Our goal is to build scalable machine learning libraries. See the Issues
section below for the debate in the community about our objectives.


Releases
--------

In addition to an ongoing debate on Mahout's future, the community is actively
  working on integrating Mahout with Scala/Spark, updating
documentation, and bringing in new code and committers to update the core 
project.


Issues
------
The Mahout community is at a crossroads in terms of where
to go next.  While the project has a broad number of users and interested
parties, most committers are trying to maintain the code base on a purely
part time basis, when the amount of work to sustain these users
clearly points to it needing to
be full time.  Furthermore, much of our original code base is written
for Hadoop MapReduce 1.0, which many in the community have come to realize
is not well-suited for solving the kinds of problems that Mahout has set
out to solve.  There have been several lengthy discussions and prototypes
going on to work out next directions along the lines of the Spark and
0xData contributions (there are numerous threads on the dev@mahout.a.o
mailing list.)

The PMC does not think this requires Board intervention at this time
as the debate is, as far as we can tell, healthy.  We do, however,
expect that this debate will take some time to resolve and may mean we
won't be shipping a 1.0 release any time soon.  We will keep the Board
apprised of our next steps as we work through the process.

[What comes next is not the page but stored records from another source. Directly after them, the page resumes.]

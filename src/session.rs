use crate::aggregate::AggregateReport;
use crate::cli::CommonArgs;
use crate::config::TeamConfig;
use crate::engine::{self, RunOptions};
use crate::error::Result;
use crate::github::{GithubClient, RetryConfig};
use crate::model::{DateWindow, RepositoryRef};
use crate::roster::Roster;
use crate::window::{self, WindowInputs, END_DATE_ENV, START_DATE_ENV};
use chrono::Utc;
use indicatif::{ProgressBar, ProgressStyle};
use std::sync::Arc;
use tokio_util::sync::CancellationToken;
use tracing::warn;

/// A validated run: credential, roster, repositories and window all checked
/// before the first request goes out.
pub struct Session {
    pub client: GithubClient,
    pub roster: Arc<Roster>,
    pub repositories: Vec<RepositoryRef>,
    pub window: DateWindow,
    pub options: RunOptions,
}

pub fn build_client(common: &CommonArgs) -> Result<GithubClient> {
    let mut builder = GithubClient::builder()
        .api_url(common.api_url.as_str())
        .retry_config(RetryConfig::default().with_max_attempts(common.max_attempts));
    if let Some(token) = &common.token {
        builder = builder.token(token.as_str());
    }
    builder.build()
}

fn env_date(key: &str) -> Option<String> {
    dotenvy::var(key).ok().filter(|v| !v.trim().is_empty())
}

impl Session {
    pub fn prepare(common: &CommonArgs) -> Result<Self> {
        let client = build_client(common)?;
        let config = TeamConfig::load(&common.config)?;
        let roster = config.roster()?;
        let repositories = config.repositories()?;

        // START_DATE/END_DATE rank below --quarter, so they are not clap env fallbacks
        let env_start = env_date(START_DATE_ENV);
        let env_end = env_date(END_DATE_ENV);
        let inputs = WindowInputs {
            since: common.since.as_deref(),
            until: common.until.as_deref(),
            quarter: common.quarter.as_deref(),
            env_start: env_start.as_deref(),
            env_end: env_end.as_deref(),
            config_start: config.start_date.as_deref(),
            config_end: config.end_date.as_deref(),
        };
        let window = window::resolve(&inputs, Utc::now().date_naive())?;

        Ok(Self {
            client,
            roster: Arc::new(roster),
            repositories,
            window,
            options: RunOptions {
                concurrency: common.concurrency,
            },
        })
    }

    /// Runs the fetch, stopping early (with partial results) on Ctrl-C.
    pub async fn collect(&self, show_progress: bool) -> Result<AggregateReport> {
        let cancel = CancellationToken::new();
        let watcher = {
            let cancel = cancel.clone();
            tokio::spawn(async move {
                if tokio::signal::ctrl_c().await.is_ok() {
                    warn!("Interrupted, finishing with partial results");
                    cancel.cancel();
                }
            })
        };

        let pb = if show_progress {
            let pb = ProgressBar::new(0);
            pb.set_style(
                ProgressStyle::default_bar()
                    .template("{spinner:.green} [{bar:30.cyan/blue}] {pos}/{len} {msg}")
                    .unwrap_or_else(|_| ProgressStyle::default_bar()),
            );
            pb
        } else {
            ProgressBar::hidden()
        };

        let result = engine::run(
            &self.client,
            Arc::clone(&self.roster),
            &self.repositories,
            self.window,
            &self.options,
            cancel,
            pb,
        )
        .await;

        watcher.abort();
        result
    }
}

On Apr 7, 2014, at 4:53 AM, Grant Ingersoll <gsing...@apache.org> wrote:

To Sean's point, if Mahout were "my company", I would do the following, albeit 
pragmatic and not so pleasant thing, assuming, of course, I had the $$$ to do so:

1. Clean up existing code with a laser focus on a few key areas (Sebastian's 
list makes sense) using a part of the team and call it 1.0 and ship it, as it 
has a number of users and they deserve to not have the rug pulled out from 
under them.

2. Spin out a subset of the team to explore and prototype 2.0 based on two very 
positive and re-energizing looking ideas:
        a. Scala DSL (and maybe Spark)
        b. 0xData
        
        All of the work for #2 would be done in a clean repo and would only 
bring in legacy code where it was truly beneficial (back compat. can come 
later, if at all).
        It would then benchmark those two approaches as well as look at where 
they overlap and are mutually beneficial and then go forward with the winner.

3. Once #2 is viable, put most effort into it and maintain 1.0 with as minimal 
support as possible, encouraging, neh -- actively helping -- 1.0 customers 
upgrade as quickly as possible.

The tricky part then becomes how do you make sure to still make your sales #'s 
while also convincing them that your roadmap is what they are really buying.

If I didn't have the $$$ to do both of these (i.e. we need a massive turn 
around and we have one last shot), I would be all in on #2.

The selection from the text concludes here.